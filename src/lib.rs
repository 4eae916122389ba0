//! A callback-driven reactor: event loop, hierarchical timer wheel, and
//! non-blocking TCP sockets with an optional TLS layer.
//!
//! The loop multiplexes three sources of work on a single thread (fd
//! readiness, due timers, and tasks posted from any thread) and dispatches
//! each to callbacks that run on the loop thread and never block. Multiple
//! loops may coexist in one process, each on its own thread.
//!
//! ```no_run
//! use kairos::{EventLoop, TcpSocket};
//!
//! let el = EventLoop::new().unwrap();
//! let sock = TcpSocket::new(&el);
//! let handle = el.handle();
//! sock.connect(
//!     "example.com",
//!     80,
//!     move |result| {
//!         println!("connect: {result:?}");
//!         handle.stop();
//!     },
//!     5_000,
//! )
//! .unwrap();
//! el.run().unwrap();
//! ```

pub mod buffer;
pub mod config;
pub mod error;
pub mod event;
pub mod event_loop;
mod poll;
pub mod sock;
mod task;
pub mod timer;
pub mod tls;
mod waker;
mod wheel;

pub use buffer::BufferChain;
pub use config::Config;
pub use error::{Error, Result};
pub use event::{Event, PollType};
pub use event_loop::{EventLoop, IoCallback, LoopHandle, Token};
pub use sock::{TcpListener, TcpSocket};
pub use timer::{Timer, TimerMode};
pub use tls::{HandshakeState, SslRole, TlsProvider, TlsSession};

#[cfg(feature = "tls")]
pub use tls::RustlsProvider;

→ Exercise goal:
Would you retype all of the lines shown above, exactly as given?

→ Worked solution:
filename src/lib.rs
repository 4eae916122389ba0
//! A callback-driven reactor: event loop, hierarchical timer wheel, and
//! non-blocking TCP sockets with an optional TLS layer.
//!
//! The loop multiplexes three sources of work on a single thread (fd
//! readiness, due timers, and tasks posted from any thread) and dispatches
//! each to callbacks that run on the loop thread and never block. Multiple
//! loops may coexist in one process, each on its own thread.
//!
//! ```no_run
//! use kairos::{EventLoop, TcpSocket};
//!
//! let el = EventLoop::new().unwrap();
//! let sock = TcpSocket::new(&el);
//! let handle = el.handle();
//! sock.connect(
//!     "example.com",
//!     80,
//!     move |result| {
//!         println!("connect: {result:?}");
//!         handle.stop();
//!     },
//!     5_000,
//! )
//! .unwrap();
//! el.run().unwrap();
//! ```

pub mod buffer;
pub mod config;
pub mod error;
pub mod event;
pub mod event_loop;
mod poll;
pub mod sock;
mod task;
pub mod timer;
pub mod tls;
mod waker;
mod wheel;

pub use buffer::BufferChain;
pub use config::Config;
pub use error::{Error, Result};
pub use event::{Event, PollType};
pub use event_loop::{EventLoop, IoCallback, LoopHandle, Token};
pub use sock::{TcpListener, TcpSocket};
pub use timer::{Timer, TimerMode};
pub use tls::{HandshakeState, SslRole, TlsProvider, TlsSession};

#[cfg(feature = "tls")]
pub use tls::RustlsProvider;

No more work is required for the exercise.